*Listed records*
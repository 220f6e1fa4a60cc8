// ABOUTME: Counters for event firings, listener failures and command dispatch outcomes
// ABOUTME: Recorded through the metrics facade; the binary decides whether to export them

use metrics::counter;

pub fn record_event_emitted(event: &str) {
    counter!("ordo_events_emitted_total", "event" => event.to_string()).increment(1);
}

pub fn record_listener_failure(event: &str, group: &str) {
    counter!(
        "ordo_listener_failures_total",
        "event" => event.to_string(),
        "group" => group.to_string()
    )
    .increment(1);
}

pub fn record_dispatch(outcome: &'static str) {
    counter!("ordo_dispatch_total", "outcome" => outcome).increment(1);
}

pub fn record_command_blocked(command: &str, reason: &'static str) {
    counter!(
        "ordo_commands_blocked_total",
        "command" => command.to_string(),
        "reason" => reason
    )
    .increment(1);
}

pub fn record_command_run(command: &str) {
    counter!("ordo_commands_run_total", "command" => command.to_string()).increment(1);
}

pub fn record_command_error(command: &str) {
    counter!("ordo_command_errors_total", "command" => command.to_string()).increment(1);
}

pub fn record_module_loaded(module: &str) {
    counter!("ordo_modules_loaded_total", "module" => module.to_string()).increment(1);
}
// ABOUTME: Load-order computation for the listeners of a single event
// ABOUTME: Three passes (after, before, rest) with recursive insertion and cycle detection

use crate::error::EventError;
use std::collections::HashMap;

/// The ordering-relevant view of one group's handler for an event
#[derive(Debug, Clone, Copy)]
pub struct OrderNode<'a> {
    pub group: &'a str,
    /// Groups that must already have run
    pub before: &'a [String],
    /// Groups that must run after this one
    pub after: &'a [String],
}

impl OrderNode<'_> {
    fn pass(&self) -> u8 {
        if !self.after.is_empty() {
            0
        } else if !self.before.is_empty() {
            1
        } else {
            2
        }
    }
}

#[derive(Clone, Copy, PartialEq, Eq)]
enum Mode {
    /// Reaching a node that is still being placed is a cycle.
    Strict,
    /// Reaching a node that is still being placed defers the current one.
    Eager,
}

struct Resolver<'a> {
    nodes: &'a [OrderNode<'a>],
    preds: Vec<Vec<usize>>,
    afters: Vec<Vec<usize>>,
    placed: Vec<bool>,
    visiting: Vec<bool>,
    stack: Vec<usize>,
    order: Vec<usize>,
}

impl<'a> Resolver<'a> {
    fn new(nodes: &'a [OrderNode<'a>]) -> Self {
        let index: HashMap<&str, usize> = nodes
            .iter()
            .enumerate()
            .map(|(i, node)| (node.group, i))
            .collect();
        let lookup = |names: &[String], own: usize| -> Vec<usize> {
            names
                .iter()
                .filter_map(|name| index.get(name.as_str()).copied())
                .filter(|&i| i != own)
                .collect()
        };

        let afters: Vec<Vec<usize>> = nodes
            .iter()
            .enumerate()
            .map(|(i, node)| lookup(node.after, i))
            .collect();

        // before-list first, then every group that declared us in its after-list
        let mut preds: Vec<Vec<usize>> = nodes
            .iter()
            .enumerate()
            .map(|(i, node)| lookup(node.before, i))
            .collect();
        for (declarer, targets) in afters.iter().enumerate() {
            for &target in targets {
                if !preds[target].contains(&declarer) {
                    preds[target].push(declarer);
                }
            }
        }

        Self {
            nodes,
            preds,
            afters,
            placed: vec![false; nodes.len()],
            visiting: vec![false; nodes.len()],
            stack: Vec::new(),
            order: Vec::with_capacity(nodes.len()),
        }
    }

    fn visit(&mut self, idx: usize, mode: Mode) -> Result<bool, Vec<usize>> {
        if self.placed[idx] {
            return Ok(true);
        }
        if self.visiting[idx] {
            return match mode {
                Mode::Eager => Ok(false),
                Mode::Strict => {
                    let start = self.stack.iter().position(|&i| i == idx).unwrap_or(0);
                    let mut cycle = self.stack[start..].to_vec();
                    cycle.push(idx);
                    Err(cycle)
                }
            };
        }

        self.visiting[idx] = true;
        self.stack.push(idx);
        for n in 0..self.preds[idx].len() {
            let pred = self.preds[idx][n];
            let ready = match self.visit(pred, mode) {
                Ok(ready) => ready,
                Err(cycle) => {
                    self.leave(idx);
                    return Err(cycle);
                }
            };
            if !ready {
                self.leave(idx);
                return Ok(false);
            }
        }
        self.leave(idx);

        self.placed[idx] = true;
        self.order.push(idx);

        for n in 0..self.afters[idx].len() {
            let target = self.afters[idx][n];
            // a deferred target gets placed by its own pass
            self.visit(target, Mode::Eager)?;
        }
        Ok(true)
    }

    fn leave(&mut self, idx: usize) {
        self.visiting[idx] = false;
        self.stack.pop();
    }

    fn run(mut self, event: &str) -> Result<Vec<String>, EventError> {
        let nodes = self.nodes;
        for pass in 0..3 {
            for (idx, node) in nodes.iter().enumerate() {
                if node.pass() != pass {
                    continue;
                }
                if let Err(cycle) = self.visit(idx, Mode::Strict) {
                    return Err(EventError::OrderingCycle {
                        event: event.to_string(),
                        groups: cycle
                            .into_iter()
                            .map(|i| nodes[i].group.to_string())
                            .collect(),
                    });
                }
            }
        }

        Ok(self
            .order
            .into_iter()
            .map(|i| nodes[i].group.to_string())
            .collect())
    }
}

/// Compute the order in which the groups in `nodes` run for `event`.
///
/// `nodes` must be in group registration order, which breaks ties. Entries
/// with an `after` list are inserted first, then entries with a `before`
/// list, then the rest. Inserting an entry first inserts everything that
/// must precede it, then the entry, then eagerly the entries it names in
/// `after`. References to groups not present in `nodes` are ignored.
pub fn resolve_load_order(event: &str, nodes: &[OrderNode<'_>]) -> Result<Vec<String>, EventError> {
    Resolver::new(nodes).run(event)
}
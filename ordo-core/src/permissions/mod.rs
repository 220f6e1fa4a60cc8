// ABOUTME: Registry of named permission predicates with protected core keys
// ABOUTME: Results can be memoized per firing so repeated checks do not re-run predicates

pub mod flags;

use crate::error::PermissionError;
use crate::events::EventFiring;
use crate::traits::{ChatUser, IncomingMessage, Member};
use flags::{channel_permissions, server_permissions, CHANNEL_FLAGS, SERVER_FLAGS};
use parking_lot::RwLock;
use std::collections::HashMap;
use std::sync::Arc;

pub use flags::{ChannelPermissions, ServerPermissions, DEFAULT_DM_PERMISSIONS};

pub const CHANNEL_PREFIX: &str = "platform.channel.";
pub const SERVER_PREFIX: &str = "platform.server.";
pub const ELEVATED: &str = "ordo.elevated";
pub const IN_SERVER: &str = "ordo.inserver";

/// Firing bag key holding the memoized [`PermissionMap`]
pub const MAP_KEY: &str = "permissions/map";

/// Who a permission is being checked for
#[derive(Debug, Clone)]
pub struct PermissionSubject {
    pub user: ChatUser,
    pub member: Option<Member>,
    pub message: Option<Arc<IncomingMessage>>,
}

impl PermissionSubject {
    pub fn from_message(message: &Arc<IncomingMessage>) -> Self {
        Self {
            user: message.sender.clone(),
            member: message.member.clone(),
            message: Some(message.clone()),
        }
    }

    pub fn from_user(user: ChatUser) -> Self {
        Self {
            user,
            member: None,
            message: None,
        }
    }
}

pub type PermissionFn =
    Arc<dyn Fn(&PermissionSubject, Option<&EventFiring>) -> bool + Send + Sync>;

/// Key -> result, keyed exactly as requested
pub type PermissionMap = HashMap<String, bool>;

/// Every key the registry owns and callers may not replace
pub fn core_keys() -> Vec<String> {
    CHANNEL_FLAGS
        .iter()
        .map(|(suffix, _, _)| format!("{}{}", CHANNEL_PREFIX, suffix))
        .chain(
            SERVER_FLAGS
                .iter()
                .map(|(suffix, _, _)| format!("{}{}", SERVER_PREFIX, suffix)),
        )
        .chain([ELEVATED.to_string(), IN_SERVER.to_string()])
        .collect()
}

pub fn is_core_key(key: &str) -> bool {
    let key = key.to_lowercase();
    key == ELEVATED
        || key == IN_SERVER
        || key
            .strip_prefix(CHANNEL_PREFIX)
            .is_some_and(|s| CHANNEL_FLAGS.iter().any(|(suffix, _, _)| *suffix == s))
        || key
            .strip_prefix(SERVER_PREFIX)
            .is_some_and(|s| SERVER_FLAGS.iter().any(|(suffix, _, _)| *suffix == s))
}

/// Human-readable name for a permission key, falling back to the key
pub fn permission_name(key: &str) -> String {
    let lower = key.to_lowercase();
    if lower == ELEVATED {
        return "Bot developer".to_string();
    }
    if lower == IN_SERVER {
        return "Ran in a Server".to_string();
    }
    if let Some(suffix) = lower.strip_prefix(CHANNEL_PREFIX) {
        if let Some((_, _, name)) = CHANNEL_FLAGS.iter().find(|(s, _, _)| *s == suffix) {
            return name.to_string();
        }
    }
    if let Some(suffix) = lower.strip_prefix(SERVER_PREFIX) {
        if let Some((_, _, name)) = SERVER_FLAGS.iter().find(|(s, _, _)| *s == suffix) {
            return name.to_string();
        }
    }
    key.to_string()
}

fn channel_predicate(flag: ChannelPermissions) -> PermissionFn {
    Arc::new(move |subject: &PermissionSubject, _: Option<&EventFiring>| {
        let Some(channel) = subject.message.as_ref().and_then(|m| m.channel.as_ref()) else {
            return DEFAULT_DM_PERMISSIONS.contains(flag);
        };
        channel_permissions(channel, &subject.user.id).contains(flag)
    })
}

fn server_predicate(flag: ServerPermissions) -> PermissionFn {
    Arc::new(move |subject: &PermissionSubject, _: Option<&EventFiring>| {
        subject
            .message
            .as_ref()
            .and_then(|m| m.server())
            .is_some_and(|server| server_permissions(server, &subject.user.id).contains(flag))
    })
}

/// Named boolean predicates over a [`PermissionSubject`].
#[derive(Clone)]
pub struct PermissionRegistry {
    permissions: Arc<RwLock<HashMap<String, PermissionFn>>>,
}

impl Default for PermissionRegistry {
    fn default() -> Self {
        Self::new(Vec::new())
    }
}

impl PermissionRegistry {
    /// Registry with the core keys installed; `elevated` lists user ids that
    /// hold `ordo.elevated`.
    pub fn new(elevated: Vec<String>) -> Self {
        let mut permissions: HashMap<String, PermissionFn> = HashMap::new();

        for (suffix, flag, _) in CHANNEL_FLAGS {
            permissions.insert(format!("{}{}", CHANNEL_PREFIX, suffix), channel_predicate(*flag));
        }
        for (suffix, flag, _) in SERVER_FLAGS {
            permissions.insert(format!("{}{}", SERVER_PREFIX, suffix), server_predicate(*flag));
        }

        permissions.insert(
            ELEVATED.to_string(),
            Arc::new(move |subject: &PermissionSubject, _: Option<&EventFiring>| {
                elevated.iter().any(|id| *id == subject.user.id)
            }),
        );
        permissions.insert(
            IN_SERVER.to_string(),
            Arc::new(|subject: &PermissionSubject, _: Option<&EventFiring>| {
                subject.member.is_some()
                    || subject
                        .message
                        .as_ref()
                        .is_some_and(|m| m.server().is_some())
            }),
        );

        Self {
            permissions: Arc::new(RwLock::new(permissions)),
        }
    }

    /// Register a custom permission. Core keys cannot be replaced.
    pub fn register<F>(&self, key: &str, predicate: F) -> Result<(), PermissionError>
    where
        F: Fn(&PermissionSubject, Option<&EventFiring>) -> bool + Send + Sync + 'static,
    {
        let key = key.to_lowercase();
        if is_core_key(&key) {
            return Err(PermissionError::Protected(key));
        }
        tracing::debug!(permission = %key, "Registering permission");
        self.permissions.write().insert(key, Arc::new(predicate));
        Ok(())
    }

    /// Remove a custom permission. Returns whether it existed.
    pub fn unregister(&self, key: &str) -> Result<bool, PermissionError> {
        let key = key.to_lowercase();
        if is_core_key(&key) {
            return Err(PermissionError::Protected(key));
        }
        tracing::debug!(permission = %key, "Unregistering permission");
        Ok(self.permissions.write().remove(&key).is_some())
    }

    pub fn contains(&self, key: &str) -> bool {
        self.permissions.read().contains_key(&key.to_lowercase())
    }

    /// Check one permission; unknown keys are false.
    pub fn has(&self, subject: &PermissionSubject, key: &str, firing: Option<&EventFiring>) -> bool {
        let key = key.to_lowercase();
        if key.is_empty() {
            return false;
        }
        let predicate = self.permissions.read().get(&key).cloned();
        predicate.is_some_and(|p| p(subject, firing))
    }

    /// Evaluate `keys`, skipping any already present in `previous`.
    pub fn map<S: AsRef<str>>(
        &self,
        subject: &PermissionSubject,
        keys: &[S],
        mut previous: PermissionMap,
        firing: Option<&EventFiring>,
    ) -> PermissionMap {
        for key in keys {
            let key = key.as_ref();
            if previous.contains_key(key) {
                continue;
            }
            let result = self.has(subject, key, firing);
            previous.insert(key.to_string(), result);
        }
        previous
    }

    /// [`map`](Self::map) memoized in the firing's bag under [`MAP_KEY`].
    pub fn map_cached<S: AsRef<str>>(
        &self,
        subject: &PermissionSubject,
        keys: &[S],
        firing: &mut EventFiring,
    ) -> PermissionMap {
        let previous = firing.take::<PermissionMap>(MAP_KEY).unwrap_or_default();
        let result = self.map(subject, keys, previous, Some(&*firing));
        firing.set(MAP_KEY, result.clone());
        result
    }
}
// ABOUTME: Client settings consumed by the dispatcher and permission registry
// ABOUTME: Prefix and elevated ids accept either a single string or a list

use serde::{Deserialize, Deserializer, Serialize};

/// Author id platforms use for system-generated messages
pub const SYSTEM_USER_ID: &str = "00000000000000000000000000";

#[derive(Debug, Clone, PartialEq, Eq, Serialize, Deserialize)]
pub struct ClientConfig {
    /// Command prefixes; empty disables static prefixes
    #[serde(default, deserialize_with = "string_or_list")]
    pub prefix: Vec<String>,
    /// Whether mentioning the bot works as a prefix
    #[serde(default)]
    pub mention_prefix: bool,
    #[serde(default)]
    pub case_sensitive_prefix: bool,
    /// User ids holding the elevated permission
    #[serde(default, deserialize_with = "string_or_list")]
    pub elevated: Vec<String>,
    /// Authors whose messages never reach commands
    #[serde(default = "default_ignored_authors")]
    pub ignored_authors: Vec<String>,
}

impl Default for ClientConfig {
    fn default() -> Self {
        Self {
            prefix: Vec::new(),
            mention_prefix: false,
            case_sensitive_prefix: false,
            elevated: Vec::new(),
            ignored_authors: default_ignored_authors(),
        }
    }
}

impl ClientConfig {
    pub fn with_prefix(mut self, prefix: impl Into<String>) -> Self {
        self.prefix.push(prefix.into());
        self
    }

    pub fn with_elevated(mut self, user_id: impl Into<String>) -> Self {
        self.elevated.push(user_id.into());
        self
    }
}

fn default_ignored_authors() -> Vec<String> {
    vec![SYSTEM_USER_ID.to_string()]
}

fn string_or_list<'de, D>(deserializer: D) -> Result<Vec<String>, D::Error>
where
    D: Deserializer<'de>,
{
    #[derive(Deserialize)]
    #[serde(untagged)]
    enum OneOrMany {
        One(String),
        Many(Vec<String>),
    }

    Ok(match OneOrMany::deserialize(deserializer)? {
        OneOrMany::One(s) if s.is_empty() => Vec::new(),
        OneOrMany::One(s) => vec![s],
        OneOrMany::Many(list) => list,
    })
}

*Task instructions*
Show each line of the records above containing "custom".

*Answer to this exercise*
    /// Register a custom permission. Core keys cannot be replaced.
    /// Remove a custom permission. Returns whether it existed.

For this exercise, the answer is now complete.